Kristen Summers works as a Grants Manager at Saint Luke’s Foundation in Cleveland, Ohio. She is interested in Knowledge Management in order to further her career in philanthropy. In her spare time she enjoys hiking with her husband and two dogs.
You know the saying in the field of grantmaking, “If you’ve met one foundation, then you know one foundation”? It means that foundations all have different priority areas in what they fund, their geographies differ, the way they accept applications and make decisions can vary greatly. The same is true for a foundation’s Knowledge Management (KM) needs and the solutions that would be most appropriate to address those needs—there are a lot of different options out there so it is very important to spend time researching what the most fitting solutions would be for that organization.

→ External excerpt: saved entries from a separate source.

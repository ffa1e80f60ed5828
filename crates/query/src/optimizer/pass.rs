//! Compile pass trait.

use crate::ast::{CompiledQuery, NodeId};
use crate::error::Result;

/// A compile-time pass over one SELECT of a compiled query.
///
/// Passes rewrite the SELECT in place or attach analysis to its `SelectPlan`;
/// a pass that rejects the query returns `QueryError::InvalidQuery`.
pub trait CompilePass {
    /// Applies the pass to the SELECT node `select`.
    fn apply(&self, query: &mut CompiledQuery, select: NodeId) -> Result<()>;

    /// Returns the name of this pass.
    fn name(&self) -> &'static str {
        "unnamed"
    }
}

Fortunately, Becerra-Fernandez and Sabherwal (2015) give us this seven step methodology for identifying appropriate KM solutions (p. 279), and I will give a basic overview here:
- Assess the contingency factors—This step requires you to examine the organization’s environment in terms of contingency factors (characterizing tasks, knowledge, environment and organization) and how they contribute to uncertainty (p. 279).
- Identify the KM processes based on each contingency factor—When you have identified the contingency factors that are relevant to your organization, you then have to discover which KM process corresponds to that (p. 281). For example, if environmental uncertainty is high, then you would use combination or socialization for knowledge discovery, but socialization for knowledge sharing would not work as well (p. 282).

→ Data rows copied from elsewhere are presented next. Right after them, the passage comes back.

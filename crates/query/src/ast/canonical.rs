//! Canonical expression text.
//!
//! Canonical text is byte-stable for semantically identical expressions: a
//! no-argument getter call renders as the property it reads, so `p.getStatus()`
//! and `p.status` produce the same text. Index matching and GROUP BY checks
//! compare canonical text.

use super::node::{CompiledValue, NodeId, Projection};
use super::CompiledQuery;
use core::fmt::Write;
use tessera_core::Value;

/// How an identifier relates to the iterator an expression is made relative to.
#[derive(Clone, Copy, Debug, PartialEq, Eq)]
pub enum RootKind {
    /// The identifier is the iterator itself.
    Iterator,
    /// The identifier (or receiver-less method) is an implicit attribute of the iterator.
    ImplicitAttribute,
    /// Anything else.
    Other,
}

/// Decapitalizes a property name the JavaBeans way: `Status` -> `status`,
/// but `ID` stays `ID`.
pub fn decapitalize(name: &str) -> String {
    let mut chars = name.chars();
    match (chars.next(), chars.next()) {
        (Some(a), Some(b)) if a.is_uppercase() && b.is_uppercase() => name.to_owned(),
        (Some(a), _) => {
            let mut out: String = a.to_lowercase().collect();
            out.push_str(&name[a.len_utf8()..]);
            out
        }
        (None, _) => String::new(),
    }
}

/// Returns the property a no-argument getter reads (`getStatus` -> `status`).
pub fn getter_property(method: &str, argc: usize) -> Option<String> {
    if argc != 0 {
        return None;
    }
    let rest = method.strip_prefix("get")?;
    match rest.chars().next() {
        Some(c) if c.is_uppercase() => Some(decapitalize(rest)),
        _ => None,
    }
}

fn write_literal(value: &Value, out: &mut String) {
    let _ = match value {
        Value::String(s) => write!(out, "'{}'", s.replace('\'', "''")),
        Value::Long(l) => write!(out, "{}L", l),
        Value::Double(d) if d.fract() == 0.0 && d.is_finite() => write!(out, "{:.1}", d),
        Value::Collection(items) => {
            out.push_str("LIST(");
            for (i, item) in items.iter().enumerate() {
                if i > 0 {
                    out.push_str(", ");
                }
                write_literal(item, out);
            }
            out.push(')');
            Ok(())
        }
        Value::Null => write!(out, "null"),
        other => write!(out, "{}", other),
    };
}

impl CompiledQuery {
    /// Returns the canonical text of a node.
    pub fn canonical(&self, id: NodeId) -> String {
        let mut out = String::new();
        self.write_canonical(id, &mut out);
        out
    }

    fn write_list(&self, ids: &[NodeId], out: &mut String) {
        for (i, id) in ids.iter().enumerate() {
            if i > 0 {
                out.push_str(", ");
            }
            self.write_canonical(*id, out);
        }
    }

    fn write_canonical(&self, id: NodeId, out: &mut String) {
        match self.node(id) {
            CompiledValue::Literal(v) => write_literal(v, out),
            CompiledValue::BindArgument(i) => {
                let _ = write!(out, "${}", i);
            }
            CompiledValue::Identifier(name) => out.push_str(name),
            CompiledValue::Path {
                receiver,
                attribute,
            } => {
                self.write_canonical(*receiver, out);
                out.push('.');
                out.push_str(attribute);
            }
            CompiledValue::MethodInvocation {
                receiver,
                name,
                args,
            } => {
                if let Some(receiver) = receiver {
                    self.write_canonical(*receiver, out);
                    out.push('.');
                }
                match getter_property(name, args.len()) {
                    Some(property) => out.push_str(&property),
                    None => {
                        out.push_str(name);
                        out.push('(');
                        self.write_list(args, out);
                        out.push(')');
                    }
                }
            }
            CompiledValue::RegionPath(name) => {
                out.push('/');
                out.push_str(name);
            }
            CompiledValue::IteratorDef { name, collection } => {
                self.write_canonical(*collection, out);
                if let Some(name) = name {
                    out.push(' ');
                    out.push_str(name);
                }
            }
            CompiledValue::Comparison { op, left, right } => {
                self.write_canonical(*left, out);
                let _ = write!(out, " {} ", op.symbol());
                self.write_canonical(*right, out);
            }
            CompiledValue::Junction { op, operands } => {
                out.push('(');
                for (i, operand) in operands.iter().enumerate() {
                    if i > 0 {
                        let _ = write!(out, " {} ", op.keyword());
                    }
                    self.write_canonical(*operand, out);
                }
                out.push(')');
            }
            CompiledValue::Not(inner) => {
                out.push_str("NOT (");
                self.write_canonical(*inner, out);
                out.push(')');
            }
            CompiledValue::In {
                element,
                collection,
            } => {
                self.write_canonical(*element, out);
                out.push_str(" IN ");
                self.write_canonical(*collection, out);
            }
            CompiledValue::Like {
                operand,
                pattern,
                negated,
            } => {
                self.write_canonical(*operand, out);
                out.push_str(if *negated { " NOT LIKE " } else { " LIKE " });
                self.write_canonical(*pattern, out);
            }
            CompiledValue::Function { function, args } => {
                out.push_str(function.name());
                out.push('(');
                self.write_list(args, out);
                out.push(')');
            }
            CompiledValue::Index { receiver, index } => {
                self.write_canonical(*receiver, out);
                out.push('[');
                self.write_canonical(*index, out);
                out.push(']');
            }
            CompiledValue::Construct { kind, elements } => {
                out.push_str(match kind {
                    super::CollectionKind::Set => "SET(",
                    super::CollectionKind::List => "LIST(",
                });
                self.write_list(elements, out);
                out.push(')');
            }
            CompiledValue::SortCriterion { expr, descending } => {
                self.write_canonical(*expr, out);
                if *descending {
                    out.push_str(" DESC");
                }
            }
            CompiledValue::Select(select) => {
                out.push_str("(SELECT ");
                if select.distinct {
                    out.push_str("DISTINCT ");
                }
                match &select.projection {
                    Projection::All => out.push('*'),
                    Projection::Count => out.push_str("COUNT(*)"),
                    Projection::Columns(fields) => {
                        for (i, field) in fields.iter().enumerate() {
                            if i > 0 {
                                out.push_str(", ");
                            }
                            self.write_canonical(field.expr, out);
                        }
                    }
                }
                out.push_str(" FROM ");
                self.write_list(&select.iterators, out);
                if let Some(w) = select.where_clause {
                    out.push_str(" WHERE ");
                    self.write_canonical(w, out);
                }
                if !select.order_by.is_empty() {
                    out.push_str(" ORDER BY ");
                    self.write_list(&select.order_by, out);
                }
                if let Some(limit) = select.limit {
                    out.push_str(" LIMIT ");
                    self.write_canonical(limit, out);
                }
                out.push(')');
            }
        }
    }

    /// Returns the canonical text of an attribute chain relative to the iterator
    /// it starts from: `p.status.name` relative to `p` is `status.name`.
    ///
    /// `classify` tells how identifiers and receiver-less method calls relate to
    /// that iterator. Returns None when the expression is not a chain rooted at it.
    pub fn relative_canonical(
        &self,
        id: NodeId,
        classify: &dyn Fn(NodeId) -> RootKind,
    ) -> Option<String> {
        match self.node(id) {
            CompiledValue::Identifier(name) => match classify(id) {
                RootKind::Iterator => Some(String::new()),
                RootKind::ImplicitAttribute => Some(name.clone()),
                RootKind::Other => None,
            },
            CompiledValue::Path {
                receiver,
                attribute,
            } => {
                let base = self.relative_canonical(*receiver, classify)?;
                Some(join(base, attribute))
            }
            CompiledValue::MethodInvocation {
                receiver,
                name,
                args,
            } => {
                let base = match receiver {
                    Some(r) => self.relative_canonical(*r, classify)?,
                    None if classify(id) == RootKind::ImplicitAttribute => String::new(),
                    None => return None,
                };
                // Only constant arguments keep the text stable across rows.
                let mut call = match getter_property(name, args.len()) {
                    Some(property) => property,
                    None => {
                        if !args
                            .iter()
                            .all(|a| matches!(self.node(*a), CompiledValue::Literal(_)))
                        {
                            return None;
                        }
                        let mut call = format!("{}(", name);
                        self.write_list(args, &mut call);
                        call.push(')');
                        call
                    }
                };
                if base.is_empty() {
                    Some(call)
                } else {
                    call = join(base, &call);
                    Some(call)
                }
            }
            _ => None,
        }
    }
}

fn join(base: String, attribute: &str) -> String {
    if base.is_empty() {
        attribute.to_owned()
    } else {
        format!("{}.{}", base, attribute)
    }
}

#[cfg(test)]
mod tests {
    use super::*;

    #[test]
    fn test_decapitalize() {
        assert_eq!(decapitalize("Status"), "status");
        assert_eq!(decapitalize("ID"), "ID");
        assert_eq!(decapitalize("x"), "x");
        assert_eq!(decapitalize(""), "");
    }

    #[test]
    fn test_getter_property() {
        assert_eq!(getter_property("getStatus", 0), Some("status".into()));
        assert_eq!(getter_property("getID", 0), Some("ID".into()));
        assert_eq!(getter_property("getStatus", 1), None);
        assert_eq!(getter_property("get", 0), None);
        assert_eq!(getter_property("getter", 0), None);
        assert_eq!(getter_property("status", 0), None);
    }

    #[test]
    fn test_literal_text() {
        let mut out = String::new();
        write_literal(&Value::from("it's"), &mut out);
        assert_eq!(out, "'it''s'");

        let mut out = String::new();
        write_literal(&Value::Long(5), &mut out);
        assert_eq!(out, "5L");

        let mut out = String::new();
        write_literal(&Value::Double(2.0), &mut out);
        assert_eq!(out, "2.0");
    }
}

- Prioritize needed KM processes—Once you’ve identified the needed processes in the previous step, then you need to prioritize them. To help with that, you can assign scores based on appropriateness and then rank the processes (p. 281).
- Identify existing KM processes—This is where you will need to survey the employees of the organization to assess which KM processes are being used and to what extent (p. 281).
- Identify additional KM processes needed—Based on what you discovered in the previous steps, this is where you can recommend which other processes would be appropriate based on the priorities (p. 283).
- Assess the KM infrastructure and identify the sequential ordering of the KM processes—It is important to consider the current infrastructure to support these solutions, including the organization structure and culture, as well as the physical environment and IT infrastructure (p. 283).
- Develop additional needed KM systems, mechanisms, and technologies—This is where all the previous work comes into play and changes are actually made. This means creating KM systems, mechanisms, and technologies to support the KM processes, through teams or by buying or building systems (p. 283).
As I stated earlier, this is a very basic overview of the methodology, but I hope you can see all the work it would take to find the appropriate solutions. However, this work performed in order to determine the best solutions is far more efficient and cost-effective than if you were to do trial-and-error with various KM solutions that are not appropriate for your organization. Moreover, implementing the wrong solution and seeing it fail might make senior leadership gun shy about deploying any further KM solutions. So, it is better to follow this methodology and figure out what is best for your organization.
Becerra-Fernandez, I., & Sabherwal, R. (2015). Knowledge management: Systems and processes. New York: Routledge.